Saved data entries
+===+
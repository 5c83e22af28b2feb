//! v002: audit log of executed restores.

use rusqlite::Connection;

use flightvault_core::errors::StoreResult;

use crate::to_sqlite_err;

pub fn migrate(conn: &Connection) -> StoreResult<()> {
    conn.execute_batch(
        "
        CREATE TABLE IF NOT EXISTS restore_log (
            operation_id TEXT PRIMARY KEY,
            table_name   TEXT NOT NULL,
            target_as_of TEXT NOT NULL,
            applied_at   TEXT NOT NULL,
            inserted     INTEGER NOT NULL,
            updated      INTEGER NOT NULL,
            deleted      INTEGER NOT NULL
        );

        CREATE INDEX IF NOT EXISTS idx_restore_log_table
            ON restore_log(table_name, applied_at);
        ",
    )
    .map_err(|e| to_sqlite_err(format!("v002 restore_log: {e}")))
}
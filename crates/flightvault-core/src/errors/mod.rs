mod error_code;
mod flightvault_error;
mod recovery_action;
mod recovery_error;
mod store_error;

pub use error_code::ErrorCode;
pub use flightvault_error::{FlightVaultError, FlightVaultResult};
pub use recovery_action::RecoveryAction;
pub use recovery_error::RecoveryError;
pub use store_error::{StoreError, StoreResult};
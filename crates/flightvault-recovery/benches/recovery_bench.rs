//! Recovery benchmarks over the in-memory store.
//!
//! diff of 10K records, composite scoring, a 24h boundary search, and a
//! dry-run restore plan after a mass deletion.

use chrono::{Duration, TimeZone, Utc};
use criterion::{criterion_group, criterion_main, Criterion};

use flightvault_core::config::HealthConfig;
use flightvault_core::models::{CandidateWindow, RecordKey, RestoreOptions, Snapshot};
use flightvault_recovery::{DiffAnalyzer, HealthBaseline, HealthScorer, RecoveryEngine, ReferenceIndex, ScoringContext};
use test_fixtures::{airline_config, at, hours_ago, schemas, seed, AirlineScenario};

fn snapshots(n: usize) -> (Snapshot, Snapshot) {
    let t0 = Utc.with_ymd_and_hms(2024, 5, 1, 12, 0, 0).unwrap();
    let before = seed::airports(n);
    let after = before
        .iter()
        .enumerate()
        .filter(|(i, _)| i % 50 != 0)
        .map(|(i, r)| if i % 20 == 0 { r.clone().with("city", "Moved") } else { r.clone() })
        .collect();
    (
        Snapshot::new("airports", "airport_id", t0, before).unwrap(),
        Snapshot::new("airports", "airport_id", t0 + Duration::hours(1), after).unwrap(),
    )
}

/// Scenario with 9 airports deleted five hours ago.
fn corrupted_engine(n: usize) -> RecoveryEngine {
    let s = AirlineScenario::airports_only(hours_ago(30), n).unwrap();
    let corrupted_at = at(hours_ago(5), 2);
    for i in 0..9 {
        s.store.delete("airports", &RecordKey::Int(1 + 8 * i), corrupted_at).unwrap();
    }
    RecoveryEngine::new(s.store.clone(), airline_config()).unwrap()
}

fn bench_diff_10k(c: &mut Criterion) {
    let (a, b) = snapshots(10_000);
    let analyzer = DiffAnalyzer::default();

    c.bench_function("diff_10k", |bench| {
        bench.iter(|| analyzer.diff(&a, &b).unwrap());
    });
}

fn bench_score_10k(c: &mut Criterion) {
    let (a, b) = snapshots(10_000);
    let schema = schemas::airports();
    let baseline = HealthBaseline::from_snapshot(&a, &schema);
    let references = ReferenceIndex::new();
    let scorer = HealthScorer::new(&HealthConfig::default(), 80.0, DiffAnalyzer::default());
    let ctx = ScoringContext::new(&schema, &baseline, &references);

    c.bench_function("health_score_10k", |bench| {
        bench.iter(|| scorer.score(&b, &ctx));
    });
}

fn bench_locate_24h(c: &mut Criterion) {
    let engine = corrupted_engine(2_000);
    let window = CandidateWindow::ending_at(Utc::now(), Duration::hours(24)).unwrap();

    c.bench_function("locate_24h_2k", |bench| {
        bench.iter(|| engine.locate_restore_point("airports", window, None).unwrap());
    });
}

fn bench_restore_plan(c: &mut Criterion) {
    let engine = corrupted_engine(2_000);
    let target = at(hours_ago(6), 0);

    c.bench_function("restore_dry_run_2k", |bench| {
        bench.iter(|| {
            engine
                .selective_restore("airports", target, true, &RestoreOptions::default())
                .unwrap()
        });
    });
}

criterion_group!(
    benches,
    bench_diff_10k,
    bench_score_10k,
    bench_locate_24h,
    bench_restore_plan
);
criterion_main!(benches);
//! Immutable point-in-time row sets.

use std::collections::{BTreeMap, BTreeSet};

use chrono::{DateTime, Utc};

use super::record::Record;
use super::value::RecordKey;
use crate::errors::{FlightVaultResult, RecoveryError};

/// The full row set of one table as of one instant, ordered by identity.
///
/// Constructed once from adapter output and never mutated afterwards.
#[derive(Debug, Clone, PartialEq)]
pub struct Snapshot {
    table: String,
    key_field: String,
    as_of: DateTime<Utc>,
    records: BTreeMap<RecordKey, Record>,
}

impl Snapshot {
    /// Build a snapshot, validating that every record carries a unique,
    /// non-null identity.
    pub fn new(
        table: impl Into<String>,
        key_field: impl Into<String>,
        as_of: DateTime<Utc>,
        records: impl IntoIterator<Item = Record>,
    ) -> FlightVaultResult<Self> {
        let table = table.into();
        let key_field = key_field.into();
        let mut map = BTreeMap::new();

        for record in records {
            let key = record.key(&key_field).ok_or_else(|| RecoveryError::InvalidRecord {
                table: table.clone(),
                reason: format!("record has no usable identity in field {key_field:?}"),
            })?;
            if map.contains_key(&key) {
                return Err(RecoveryError::DuplicateKey {
                    table: table.clone(),
                    key: key.to_string(),
                }
                .into());
            }
            map.insert(key, record);
        }

        Ok(Self {
            table,
            key_field,
            as_of,
            records: map,
        })
    }

    /// An empty snapshot (table existed but held no rows).
    pub fn empty(table: impl Into<String>, key_field: impl Into<String>, as_of: DateTime<Utc>) -> Self {
        Self {
            table: table.into(),
            key_field: key_field.into(),
            as_of,
            records: BTreeMap::new(),
        }
    }

    pub fn table(&self) -> &str {
        &self.table
    }

    pub fn key_field(&self) -> &str {
        &self.key_field
    }

    pub fn as_of(&self) -> DateTime<Utc> {
        self.as_of
    }

    pub fn len(&self) -> usize {
        self.records.len()
    }

    pub fn is_empty(&self) -> bool {
        self.records.is_empty()
    }

    pub fn get(&self, key: &RecordKey) -> Option<&Record> {
        self.records.get(key)
    }

    pub fn contains(&self, key: &RecordKey) -> bool {
        self.records.contains_key(key)
    }

    pub fn keys(&self) -> impl Iterator<Item = &RecordKey> {
        self.records.keys()
    }

    pub fn iter(&self) -> impl Iterator<Item = (&RecordKey, &Record)> {
        self.records.iter()
    }

    pub fn records(&self) -> impl Iterator<Item = &Record> {
        self.records.values()
    }

    /// Union of field names across all records.
    pub fn field_names(&self) -> BTreeSet<String> {
        self.records
            .values()
            .flat_map(|r| r.fields.keys().cloned())
            .collect()
    }
}

#[cfg(test)]
mod tests {
    use super::*;

    #[test]
    fn records_are_ordered_by_identity() {
        let snap = Snapshot::new(
            "airports",
            "airport_id",
            Utc::now(),
            vec![
                Record::new().with("airport_id", 3).with("name", "C"),
                Record::new().with("airport_id", 1).with("name", "A"),
                Record::new().with("airport_id", 2).with("name", "B"),
            ],
        )
        .unwrap();
        let keys: Vec<_> = snap.keys().cloned().collect();
        assert_eq!(keys, vec![RecordKey::Int(1), RecordKey::Int(2), RecordKey::Int(3)]);
    }

    #[test]
    fn duplicate_identity_is_rejected() {
        let result = Snapshot::new(
            "airports",
            "airport_id",
            Utc::now(),
            vec![
                Record::new().with("airport_id", 1),
                Record::new().with("airport_id", 1),
            ],
        );
        assert!(result.is_err());
    }

    #[test]
    fn missing_identity_is_rejected() {
        let result = Snapshot::new(
            "airports",
            "airport_id",
            Utc::now(),
            vec![Record::new().with("name", "nameless")],
        );
        assert!(result.is_err());
    }
}
//! Selective restore: classification, dependency validation, and atomic
//! apply against the in-memory store.
//!
//! - deleted rows come back, legitimate later edits survive
//! - ambiguous divergences are reported and never applied
//! - a second restore to the same target is a no-op
//! - a failed apply leaves the store untouched

use std::sync::Arc;
use std::time::Instant;

use chrono::{DateTime, Duration, Utc};

use flightvault_core::config::RestoreConfig;
use flightvault_core::errors::{FlightVaultError, RecoveryAction, RecoveryError, StoreError};
use flightvault_core::models::{
    AmbiguityReason, CandidateWindow, ChangeKind, ClassificationRule, CorruptionWindow,
    DecisionSource, LocateOutcome, RecordKey, RestoreDecision, RestoreOptions, RuleAction,
    Snapshot, ViolationDirection,
};
use flightvault_core::traits::ITemporalStore;
use flightvault_recovery::{
    DependencyGraph, DiffAnalyzer, RecoveryEngine, RelatedTables, SelectiveRestoreExecutor,
};
use test_fixtures::{
    airline_config, airline_registry, at, hours_ago, seed, AirlineScenario, Fault,
    InMemoryTemporalStore,
};

fn engine(store: &Arc<InMemoryTemporalStore>) -> RecoveryEngine {
    RecoveryEngine::new(store.clone(), airline_config()).unwrap()
}

fn key(id: i64) -> RecordKey {
    RecordKey::Int(id)
}

fn airport_count(store: &InMemoryTemporalStore) -> usize {
    store.current("airports", "airport_id").unwrap().len()
}

fn delete_airports(store: &InMemoryTemporalStore, ids: &[i64], when: DateTime<Utc>) {
    for id in ids {
        store.delete("airports", &key(*id), when).unwrap();
    }
}
//! FieldValue normalization: idempotent, symmetric, never merges distinct
//! magnitudes, and survives the JSON column format.

use proptest::prelude::*;

use flightvault_core::models::{FieldValue, Normalization};

fn value() -> impl Strategy<Value = FieldValue> {
    prop_oneof![
        Just(FieldValue::Null),
        any::<bool>().prop_map(FieldValue::Bool),
        any::<i64>().prop_map(FieldValue::Int),
        (-1.0e9f64..1.0e9).prop_map(FieldValue::Float),
        any::<f64>().prop_map(FieldValue::Float),
        "[ a-zA-Z]{0,8}".prop_map(FieldValue::Text),
    ]
}

fn rules() -> impl Strategy<Value = Normalization> {
    (0u32..7, any::<bool>()).prop_map(|(float_precision, trim_strings)| Normalization {
        float_precision,
        trim_strings,
    })
}

proptest! {
    #[test]
    fn prop_normalizing_twice_changes_nothing(
        f in -1.0e8f64..1.0e8,
        text in "[ a-zA-Z]{0,8}",
        rules in rules(),
    ) {
        for v in [FieldValue::Float(f), FieldValue::Text(text.clone())] {
            let once = v.normalized(&rules);
            prop_assert_eq!(once.normalized(&rules), once);
        }
    }

    #[test]
    fn prop_equivalence_is_symmetric(a in value(), b in value(), rules in rules()) {
        prop_assert_eq!(a.equivalent(&b, &rules), b.equivalent(&a, &rules));
        prop_assert!(a.equivalent(&a, &rules));
    }

    #[test]
    fn prop_large_floats_stay_distinct(mantissa in 1.0f64..1.5, exponent in 16i32..300) {
        let a = mantissa * 10f64.powi(exponent);
        let b = a * 1.1;
        let rules = Normalization::default();
        prop_assert!(!FieldValue::Float(a).equivalent(&FieldValue::Float(b), &rules));
        prop_assert!(!FieldValue::Float(-a).equivalent(&FieldValue::Float(a), &rules));
    }

    #[test]
    fn prop_json_keeps_integral_and_non_finite_floats(
        v in prop_oneof![
            any::<i32>().prop_map(|i| i as f64),
            Just(f64::NAN),
            Just(f64::INFINITY),
            Just(f64::NEG_INFINITY),
        ],
    ) {
        let original = FieldValue::Float(v);
        let json = serde_json::to_string(&original).unwrap();
        let back: FieldValue = serde_json::from_str(&json).unwrap();
        prop_assert!(back.equivalent(&original, &Normalization::default()));
        prop_assert_eq!(back.type_name(), "float");
    }
}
+===+
_Exercise details_
Where a line of the data includes the string "back", list that line.

_Exercise result_
//! - deleted rows come back, legitimate later edits survive
        let back: FieldValue = serde_json::from_str(&json).unwrap();
        prop_assert!(back.equivalent(&original, &Normalization::default()));
        prop_assert_eq!(back.type_name(), "float");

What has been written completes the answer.